[Collected data entries]
* * * * *
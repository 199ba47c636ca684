//! Derived printer events and their listeners.

use std::collections::HashMap;
use std::fmt;
use std::future::Future;
use std::pin::Pin;
use std::str::FromStr;
use std::sync::{Arc, Mutex, PoisonError};

use serde::{Deserialize, Serialize};
use tracing::error;

use crate::printer::PrinterSnapshot;

/// Event names listeners register for
#[derive(Debug, Clone, Copy, PartialEq, Eq, Hash, Serialize, Deserialize)]
pub enum EventKind {
    #[serde(rename = "state", alias = "state_changed")]
    StateChanged,
    #[serde(rename = "progress", alias = "progress_changed")]
    ProgressChanged,
    #[serde(rename = "message")]
    Message,
}

impl EventKind {
    pub const ALL: [EventKind; 3] = [Self::StateChanged, Self::ProgressChanged, Self::Message];

    #[must_use]
    pub fn as_str(self) -> &'static str {
        match self {
            Self::StateChanged => "state_changed",
            Self::ProgressChanged => "progress_changed",
            Self::Message => "message",
        }
    }
}

impl fmt::Display for EventKind {
    fn fmt(&self, f: &mut fmt::Formatter<'_>) -> fmt::Result {
        f.write_str(self.as_str())
    }
}

impl FromStr for EventKind {
    type Err = String;

    fn from_str(s: &str) -> Result<Self, Self::Err> {
        match s {
            "state" | "state_changed" => Ok(Self::StateChanged),
            "progress" | "progress_changed" => Ok(Self::ProgressChanged),
            "message" => Ok(Self::Message),
            other => Err(format!("unknown event: {other}")),
        }
    }
}

/// A change derived from the status stream, with the snapshot at that moment
#[derive(Debug, Clone, PartialEq)]
pub enum PrinterEvent {
    StateChanged(PrinterSnapshot),
    ProgressChanged(PrinterSnapshot),
    Message(PrinterSnapshot),
}

impl PrinterEvent {
    #[must_use]
    pub fn kind(&self) -> EventKind {
        match self {
            Self::StateChanged(_) => EventKind::StateChanged,
            Self::ProgressChanged(_) => EventKind::ProgressChanged,
            Self::Message(_) => EventKind::Message,
        }
    }

    #[must_use]
    pub fn snapshot(&self) -> &PrinterSnapshot {
        match self {
            Self::StateChanged(s) | Self::ProgressChanged(s) | Self::Message(s) => s,
        }
    }
}

pub type EventFuture = Pin<Box<dyn Future<Output = anyhow::Result<()>> + Send>>;

pub trait EventListener: Send + Sync + 'static {
    fn on_event(&self, event: PrinterEvent) -> EventFuture;
}

impl<F, Fut> EventListener for F
where
    F: Fn(PrinterEvent) -> Fut + Send + Sync + 'static,
    Fut: Future<Output = anyhow::Result<()>> + Send + 'static,
{
    fn on_event(&self, event: PrinterEvent) -> EventFuture {
        Box::pin(self(event))
    }
}

/// Listener registry keyed by event kind
#[derive(Default)]
pub struct EventListeners {
    listeners: Mutex<HashMap<EventKind, Vec<Arc<dyn EventListener>>>>,
}

impl EventListeners {
    #[must_use]
    pub fn new() -> Self {
        Self::default()
    }

    pub fn add<L: EventListener>(&self, kind: EventKind, listener: L) {
        self.listeners
            .lock()
            .unwrap_or_else(PoisonError::into_inner)
            .entry(kind)
            .or_default()
            .push(Arc::new(listener));
    }

    #[must_use]
    pub fn count(&self, kind: EventKind) -> usize {
        self.listeners
            .lock()
            .unwrap_or_else(PoisonError::into_inner)
            .get(&kind)
            .map_or(0, Vec::len)
    }

    /// Invoke every listener for the event's kind in registration order.
    ///
    /// A failing listener is logged and the rest still run.
    pub async fn emit(&self, event: PrinterEvent) {
        let kind = event.kind();
        let listeners = self
            .listeners
            .lock()
            .unwrap_or_else(PoisonError::into_inner)
            .get(&kind)
            .cloned()
            .unwrap_or_default();

        for listener in listeners {
            if let Err(e) = listener.on_event(event.clone()).await {
                error!("got exception during invoke callback \"{}\": {:#}", kind, e);
            }
        }
    }
}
* * * * *
- [Exercise prompt] The answer must be a single number: how many lines above contain the word "FromStr".

- [Exercise solution] 2